Zazen, c'est faire l'expérience "d'être" plutôt que l'expérience "de devenir ou d'obtenir", attitude qui rythme habituellement nos vies. S'arrêter…Abandonner toute attente, toute opinion, tout jugement, tout…même l'intention d'abandonner. Se dépouiller complètement de toute créativité humaine. Etre là, se tenir dans la plus pure des simplicités.
Cette simplicité est fort déroutante. Et pourtant c'est seulement quand on lâche prise véritablement, qu'enfin, nous sommes de retour à la maison...
Shikantaza (juste s'asseoir) signifie engager totalement le corps et la conscience dans l'assise verticale. Ce n'est pas "être assis" mais "s'asseoir". Ce qui signifie qu'à chaque instant, on s'assoit. Cette présence pure est donc renouvelée à chaque instant; chaque instant devant être considéré comme le plus précieux de notre vie. Juste s'asseoir…et oui, tout est dit!
Lorsque des pensées, des perceptions, des sensations, des émotions apparaissent, on ne les suit pas, on ne les rejette pas. On ne les contemple pas non plus comme une personne pourrait le faire en haut d'un pont avec des voitures qui passent. L'attitude est beaucoup radicale, plus tranchante. On en prend immédiatement conscience. Ainsi, comme des gouttes d'eau tombant sur une plaque brulante, elles s'évaporent instantanément.
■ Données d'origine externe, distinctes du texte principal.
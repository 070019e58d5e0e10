mod pipeline;

pub use pipeline::MatchingPipeline;
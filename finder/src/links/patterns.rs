//! Per-merchant deep link rewriting.
//!
//! Each merchant maps to an ordered list of rules; the first rule whose
//! pattern matches wins. Every rewritten URL either fails to match its
//! merchant's rules or rewrites to itself, so canonicalization is idempotent.

use regex::{Captures, Regex};

use super::domain::{domain_matches, resolve_domain};

/// How captures are substituted into a template.
#[derive(Debug, Clone, Copy, PartialEq, Eq)]
pub enum Substitution {
    /// Replace `{id}` with the given capture group.
    Single(usize),
    /// Replace `{1}`, `{2}`, ... with the matching capture groups.
    AllGroups,
}

#[derive(Debug)]
pub struct RewriteRule {
    pattern: Regex,
    template: &'static str,
    substitution: Substitution,
}

impl RewriteRule {
    fn new(pattern: &str, template: &'static str, substitution: Substitution) -> Self {
        Self {
            pattern: Regex::new(pattern).unwrap(),
            template,
            substitution,
        }
    }

    fn apply(&self, url: &str) -> Option<String> {
        let captures = self.pattern.captures(url)?;
        render(self.template, self.substitution, &captures)
    }
}

fn render(template: &str, substitution: Substitution, captures: &Captures<'_>) -> Option<String> {
    match substitution {
        Substitution::Single(group) => {
            let id = captures.get(group)?.as_str();
            Some(template.replace("{id}", id))
        }
        Substitution::AllGroups => {
            let mut rendered = template.to_string();
            for group in 1..captures.len() {
                let value = captures.get(group)?.as_str();
                rendered = rendered.replace(&format!("{{{group}}}"), value);
            }
            Some(rendered)
        }
    }
}

pub struct MerchantRules {
    pub domains: &'static [&'static str],
    pub rules: Vec<RewriteRule>,
}

const AMAZON_DOMAINS: &[&str] = &[
    "amazon.fr",
    "amazon.com",
    "amazon.de",
    "amazon.co.uk",
    "amazon.it",
    "amazon.es",
];

lazy_static::lazy_static! {
    static ref MERCHANTS: Vec<MerchantRules> = {
        use Substitution::{AllGroups, Single};
        vec![
            MerchantRules {
                domains: &["zalando.fr"],
                rules: vec![RewriteRule::new(
                    r"(?i)-([a-z0-9]{9}-[a-z0-9]{3})\.html(?:[?#].*)?$",
                    "https://www.zalando.fr/article/{id}",
                    Single(1),
                )],
            },
            MerchantRules {
                domains: &["hm.com"],
                rules: vec![RewriteRule::new(
                    r"(?i)productpage\.([0-9]+)\.html",
                    "https://www2.hm.com/fr_fr/productpage.{id}.html",
                    Single(1),
                )],
            },
            MerchantRules {
                domains: &["asos.com", "asos.fr"],
                rules: vec![
                    RewriteRule::new(
                        r"(?i)/prd/([0-9]+)",
                        "https://www.asos.com/fr/prd/{id}",
                        Single(1),
                    ),
                    RewriteRule::new(
                        r"/([0-9]{5,})/?(?:[?#].*)?$",
                        "https://www.asos.com/fr/prd/{id}",
                        Single(1),
                    ),
                ],
            },
            MerchantRules {
                domains: &["laredoute.fr"],
                rules: vec![RewriteRule::new(
                    r"(?i)/ppdp/prod-([0-9]+)\.aspx",
                    "https://www.laredoute.fr/ppdp/prod-{id}.aspx",
                    Single(1),
                )],
            },
            MerchantRules {
                domains: &["zara.com"],
                rules: vec![RewriteRule::new(
                    r"(?i)-p([0-9]{8})\.html",
                    "https://www.zara.com/fr/fr/-p{id}.html",
                    Single(1),
                )],
            },
            MerchantRules {
                domains: &["sarenza.com"],
                rules: vec![RewriteRule::new(
                    r"(?i)/[^/]+-s([0-9]+)\.aspx",
                    "https://www.sarenza.com/produit/{id}",
                    Single(1),
                )],
            },
            MerchantRules {
                domains: &["spartoo.com"],
                rules: vec![RewriteRule::new(
                    r"(?i)/[^/]+-x([0-9]+)\.php",
                    "https://www.spartoo.com/x{id}.php",
                    Single(1),
                )],
            },
            MerchantRules {
                domains: AMAZON_DOMAINS,
                rules: vec![RewriteRule::new(
                    r"(?i)^https?://(?:www\.)?amazon\.([a-z.]+)/(?:[^?#]*/)?(?:dp|gp/product)/([A-Z0-9]{10})",
                    "https://www.amazon.{1}/dp/{2}",
                    AllGroups,
                )],
            },
        ]
    };

    static ref ZALANDO_TAIL: Regex = Regex::new(r"/[a-zA-Z0-9-]+-([a-zA-Z0-9]+)/?$").unwrap();
    static ref TRAILING_DIGITS: Regex = Regex::new(r"/([0-9]+)/?$").unwrap();
    static ref LONG_DIGITS: Regex = Regex::new(r"([0-9]{7,})").unwrap();
}

fn merchant_for(domain: &str) -> Option<&'static MerchantRules> {
    MERCHANTS
        .iter()
        .find(|m| m.domains.iter().any(|key| domain_matches(domain, key)))
}

/// Rewrite a URL into its merchant's stable product URL.
///
/// Unknown merchants and unmatched URLs are returned unchanged.
pub fn canonicalize(url: &str) -> String {
    let domain = resolve_domain(url);
    if domain.is_empty() {
        return url.to_string();
    }

    merchant_for(&domain)
        .and_then(|merchant| merchant.rules.iter().find_map(|rule| rule.apply(url)))
        .unwrap_or_else(|| url.to_string())
}

/// Last-resort guess at a product URL, tried when both the canonical and
/// the raw link are unreachable. Returns the input when no guess applies.
pub fn alternative_link(url: &str) -> String {
    let domain = resolve_domain(url);
    let path_end = url.split(['?', '#']).next().unwrap_or(url);

    if domain_matches(&domain, "zalando.fr") || domain_matches(&domain, "zalando.be") {
        if let Some(id) = ZALANDO_TAIL.captures(path_end).and_then(|c| c.get(1)) {
            return format!("https://www.{domain}/article/{}", id.as_str());
        }
    }

    if domain_matches(&domain, "asos.com") {
        if let Some(id) = TRAILING_DIGITS.captures(path_end).and_then(|c| c.get(1)) {
            return format!("https://www.asos.com/fr/prd/{}", id.as_str());
        }
    }

    if domain_matches(&domain, "hm.com") {
        if let Some(id) = LONG_DIGITS.captures(url).and_then(|c| c.get(1)) {
            return format!("https://www2.hm.com/fr_fr/productpage.{}.html", id.as_str());
        }
    }

    url.to_string()
}

#[cfg(test)]
mod tests {
    use super::*;

    #[test]
    fn test_zalando_article() {
        assert_eq!(
            canonicalize("https://www.zalando.fr/selected-homme-slhlouis-chelsea-boot-bottines-marron-se622d0dy-o11.html"),
            "https://www.zalando.fr/article/se622d0dy-o11"
        );
    }

    #[test]
    fn test_hm_productpage() {
        assert_eq!(
            canonicalize("https://www2.hm.com/en_gb/productpage.1115237001.html?x=1"),
            "https://www2.hm.com/fr_fr/productpage.1115237001.html"
        );
    }

    #[test]
    fn test_asos_rules_in_order() {
        let url = "https://www.asos.com/fr/asos-design/robe-cape/prd/203080653?clr=navy";
        assert_eq!(canonicalize(url), "https://www.asos.com/fr/prd/203080653");
        assert_eq!(
            canonicalize("https://www.asos.com/asos-design/robe/203080653"),
            "https://www.asos.com/fr/prd/203080653"
        );
    }

    #[test]
    fn test_zara_and_amazon() {
        assert_eq!(
            canonicalize("https://www.zara.com/fr/fr/robe-mi-longue-effet-cape-p02731168.html"),
            "https://www.zara.com/fr/fr/-p02731168.html"
        );
        assert_eq!(
            canonicalize("https://www.amazon.co.uk/Clarks-Desert-Boot/dp/B07ABCDE12/ref=sr_1_1"),
            "https://www.amazon.co.uk/dp/B07ABCDE12"
        );
    }

    #[test]
    fn test_unknown_merchant_is_identity() {
        let url = "https://www.veja-store.com/fr/v10.html";
        assert_eq!(canonicalize(url), url);
        assert_eq!(canonicalize("not a url at all"), "not a url at all");
        assert_eq!(canonicalize(""), "");
    }

    #[test]
    fn test_canonicalize_is_idempotent() {
        let urls = [
            "https://www.zalando.fr/selected-homme-slhlouis-chelsea-boot-bottines-marron-se622d0dy-o11.html",
            "https://www2.hm.com/fr_fr/productpage.1115237001.html",
            "https://www.asos.com/fr/asos-design/robe-cape/prd/203080653",
            "https://www.asos.com/asos-design/robe/203080653",
            "https://www.laredoute.fr/ppdp/prod-512345678.aspx?dpt=1",
            "https://www.zara.com/fr/fr/robe-mi-longue-effet-cape-p02731168.html",
            "https://www.sarenza.com/clarks-desert-boot-s1234567.aspx",
            "https://www.spartoo.com/Clarks-Desert-Boot-x1234567.php",
            "https://www.amazon.fr/Clarks-Desert-Boot/dp/B07ABCDE12",
            "https://www.zalando.fr/recherche/?q=robe",
            "https://www.veja-store.com/fr/",
        ];
        for url in urls {
            let once = canonicalize(url);
            assert_eq!(canonicalize(&once), once, "not idempotent for {url}");
        }
    }

    #[test]
    fn test_alternative_link() {
        assert_eq!(
            alternative_link("https://www.zalando.fr/clarks-desert-boot-cl512b01x"),
            "https://www.zalando.fr/article/cl512b01x"
        );
        assert_eq!(
            alternative_link("https://www.asos.com/asos-design/robe/203080653"),
            "https://www.asos.com/fr/prd/203080653"
        );
        assert_eq!(
            alternative_link("https://www2.hm.com/fr_fr/robe-1115237001"),
            "https://www2.hm.com/fr_fr/productpage.1115237001.html"
        );
        assert_eq!(
            alternative_link("https://www.clarks.fr/c/desert"),
            "https://www.clarks.fr/c/desert"
        );
    }
}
L'attention n'est plus accaparée par les vidéos mentales, et le champ de conscience s'élargit. On est réceptifs, alerte au plus au point. Certaines tendances nous sont révélées. On peut ainsi mieux se connaître, on pourrait parler de catharsis. Mais le but n'est pas là. Il faut aller au-delà.
Durant zazen, on ne se concentre sur rien, on ne contemple rien. Zazen est absence de technique. Par la présence et l'ouverture inconditionnelle, on finit par s'harmoniser avec la réalité, inconsciemment. Nous plongeons au plus profond de l'esprit, dans le non-mental, au-delà de la pensée. Dans le silence et l'immobilité de l'esprit, le voile de l'illusion tombe et notre visage originel apparait clairement. Tout devient clair et familier. D'une évidence à en couper le souffle. On fait l'expérience de la vacuité, de l'interdépendance de tout.
Régularité, patience, courage, persévérance. Cette présence devrait rythmer chaque instant de notre quotidien. Une goutte qui tombe régulièrement au même endroit finit par user même la roche la plus dure.
Nous voyons la réalité à travers un écran de concepts que nous prenons pour la réalité.
Pourtant que l'on comprenne ou que l'on ne comprenne pas cette réalité, elle reste ce qu'elle est. Tout être a la nature de bouddha en lui. Alors à quoi bon pratiquer?
L'ignorance est la source des tendances égotiques responsables de l'ensemble de nos souffrances. Quand cette ignorance est épuisée, le bonheur véritable apparait.
Etudier le dharma, ce n'est pas étudier la voie du bouddha, c'est étudier la vie, c'est s'étudier soi-même. Par s'étudier soi même on entend comprendre sa nature véritable. Comprendre ainsi sa nature véritable, c'est s'oublier soi même. C'est se voir en l'autre et voir l'autre en soi. Cette absence d'ego permet d'être disponible pour les autres. Le facteur limitant à l'amour inconditionnel n'est autre que l'ego, une simple illusion. Mais avec un cœur confiant et bienveillant, cette illusion s'efface petit à petit dans le silence de la pratique. Voila pourquoi chacun devrait pratiquer de tout son cœur, à cœur ouvert. Non pas pour soi mais bien pour la vie. Aussi innombrables que soient les êtres, qu'ils puissent gouter à ce silence même juste une seconde.